*** DATA LISTING Section Begins ***

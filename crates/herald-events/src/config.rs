//! Dispatch configuration.
//!
//! Every [`Event`](crate::Event) carries a [`DispatchConfig`]. Events built
//! with [`Event::new`](crate::Event::new) share the process-wide config, which
//! is read once from the environment:
//!
//! - `HERALD_CYCLE_POLICY`: `detect` (default) or `unchecked`
//! - `HERALD_PRUNE_ON_DISPATCH`: `true` (default) or `false`
//! - `HERALD_MAX_DEPTH`: maximum dependency-graph depth (default 64)

use std::path::Path;
use std::str::FromStr;
use std::sync::OnceLock;

use serde::{Deserialize, Serialize};
use tracing::warn;

use crate::error::{DispatchError, Result};

/// Environment variable for the cycle policy.
pub const CYCLE_POLICY_ENV: &str = "HERALD_CYCLE_POLICY";

/// Environment variable toggling opportunistic pruning during dispatch.
pub const PRUNE_ON_DISPATCH_ENV: &str = "HERALD_PRUNE_ON_DISPATCH";

/// Environment variable for the maximum dependency-graph depth.
pub const MAX_DEPTH_ENV: &str = "HERALD_MAX_DEPTH";

const DEFAULT_MAX_DEPTH: usize = 64;

static GLOBAL_CONFIG: OnceLock<DispatchConfig> = OnceLock::new();

/// How dependency expansion treats an event that is already on the current path.
#[derive(Debug, Clone, Copy, PartialEq, Eq, Hash, Serialize, Deserialize, Default)]
#[serde(rename_all = "snake_case")]
pub enum CyclePolicy {
    /// Fail the raise with [`DispatchError::DependencyCycle`].
    #[default]
    Detect,
    /// Keep expanding; only `max_depth` stops a cyclic graph.
    Unchecked,
}

impl FromStr for CyclePolicy {
    type Err = DispatchError;

    fn from_str(s: &str) -> Result<Self> {
        match s.trim().to_ascii_lowercase().as_str() {
            "detect" => Ok(CyclePolicy::Detect),
            "unchecked" => Ok(CyclePolicy::Unchecked),
            other => Err(DispatchError::Config(format!(
                "unknown cycle policy '{}'",
                other
            ))),
        }
    }
}

/// Tunables for queue building and dispatch.
#[derive(Debug, Clone, PartialEq, Eq, Serialize, Deserialize)]
#[serde(default)]
pub struct DispatchConfig {
    /// Cycle handling during dependency expansion.
    pub cycle_policy: CyclePolicy,
    /// Drop stale ephemeral registrations while snapshotting for dispatch.
    ///
    /// Only affects when stale entries leave the tables. They are skipped
    /// during dispatch either way.
    pub prune_on_dispatch: bool,
    /// Deepest dependency chain a single raise may expand under
    /// [`CyclePolicy::Unchecked`]. Ignored while cycles are detected.
    pub max_depth: usize,
}

impl Default for DispatchConfig {
    fn default() -> Self {
        Self {
            cycle_policy: CyclePolicy::Detect,
            prune_on_dispatch: true,
            max_depth: DEFAULT_MAX_DEPTH,
        }
    }
}

impl DispatchConfig {
    /// Creates the default configuration.
    pub fn new() -> Self {
        Self::default()
    }

    /// Sets the cycle policy.
    pub fn with_cycle_policy(mut self, policy: CyclePolicy) -> Self {
        self.cycle_policy = policy;
        self
    }

    /// Sets whether dispatch prunes stale ephemeral registrations.
    pub fn with_prune_on_dispatch(mut self, enabled: bool) -> Self {
        self.prune_on_dispatch = enabled;
        self
    }

    /// Sets the maximum dependency depth.
    pub fn with_max_depth(mut self, depth: usize) -> Self {
        self.max_depth = depth;
        self
    }

    /// Reads the configuration from `HERALD_*` environment variables.
    ///
    /// Unset variables keep their defaults; malformed ones are an error.
    pub fn from_env() -> Result<Self> {
        Self::from_lookup(|key| std::env::var(key).ok())
    }

    /// Reads the configuration through an arbitrary variable lookup.
    pub fn from_lookup(lookup: impl Fn(&str) -> Option<String>) -> Result<Self> {
        let mut config = Self::default();

        if let Some(policy) = lookup(CYCLE_POLICY_ENV) {
            config.cycle_policy = policy.parse()?;
        }

        if let Some(prune) = lookup(PRUNE_ON_DISPATCH_ENV) {
            config.prune_on_dispatch = prune.trim().parse().map_err(|_| {
                DispatchError::Config(format!("{} must be true or false", PRUNE_ON_DISPATCH_ENV))
            })?;
        }

        if let Some(depth) = lookup(MAX_DEPTH_ENV) {
            config.max_depth = depth.trim().parse().map_err(|_| {
                DispatchError::Config(format!("{} must be a positive integer", MAX_DEPTH_ENV))
            })?;
        }

        config.validate()?;
        Ok(config)
    }

    /// Loads the configuration from a JSON file. Missing fields keep their defaults.
    pub fn from_file(path: impl AsRef<Path>) -> Result<Self> {
        let path = path.as_ref();
        let content = std::fs::read_to_string(path)
            .map_err(|e| DispatchError::Config(format!("{}: {}", path.display(), e)))?;
        let config: DispatchConfig = serde_json::from_str(&content)
            .map_err(|e| DispatchError::Config(format!("{}: {}", path.display(), e)))?;
        config.validate()?;
        Ok(config)
    }

    /// Process-wide configuration, read from the environment on first use.
    ///
    /// A malformed environment falls back to the defaults with a warning.
    pub fn global() -> &'static DispatchConfig {
        GLOBAL_CONFIG.get_or_init(|| {
            Self::from_env().unwrap_or_else(|e| {
                warn!("ignoring dispatch environment: {}", e);
                Self::default()
            })
        })
    }

    fn validate(&self) -> Result<()> {
        if self.max_depth == 0 {
            return Err(DispatchError::Config("max_depth must be at least 1".to_string()));
        }
        Ok(())
    }
}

*** DATA LISTING Section Ends ***

EXERCISE REQUIREMENTS: Only the lines above starting at the one containing "pruning during dispatch." and ending at the one containing "the current path.", both included, are to be returned, exactly as they read.

RESULT OF THIS TASK:
/// Environment variable toggling opportunistic pruning during dispatch.
pub const PRUNE_ON_DISPATCH_ENV: &str = "HERALD_PRUNE_ON_DISPATCH";

/// Environment variable for the maximum dependency-graph depth.
pub const MAX_DEPTH_ENV: &str = "HERALD_MAX_DEPTH";

const DEFAULT_MAX_DEPTH: usize = 64;

static GLOBAL_CONFIG: OnceLock<DispatchConfig> = OnceLock::new();

/// How dependency expansion treats an event that is already on the current path.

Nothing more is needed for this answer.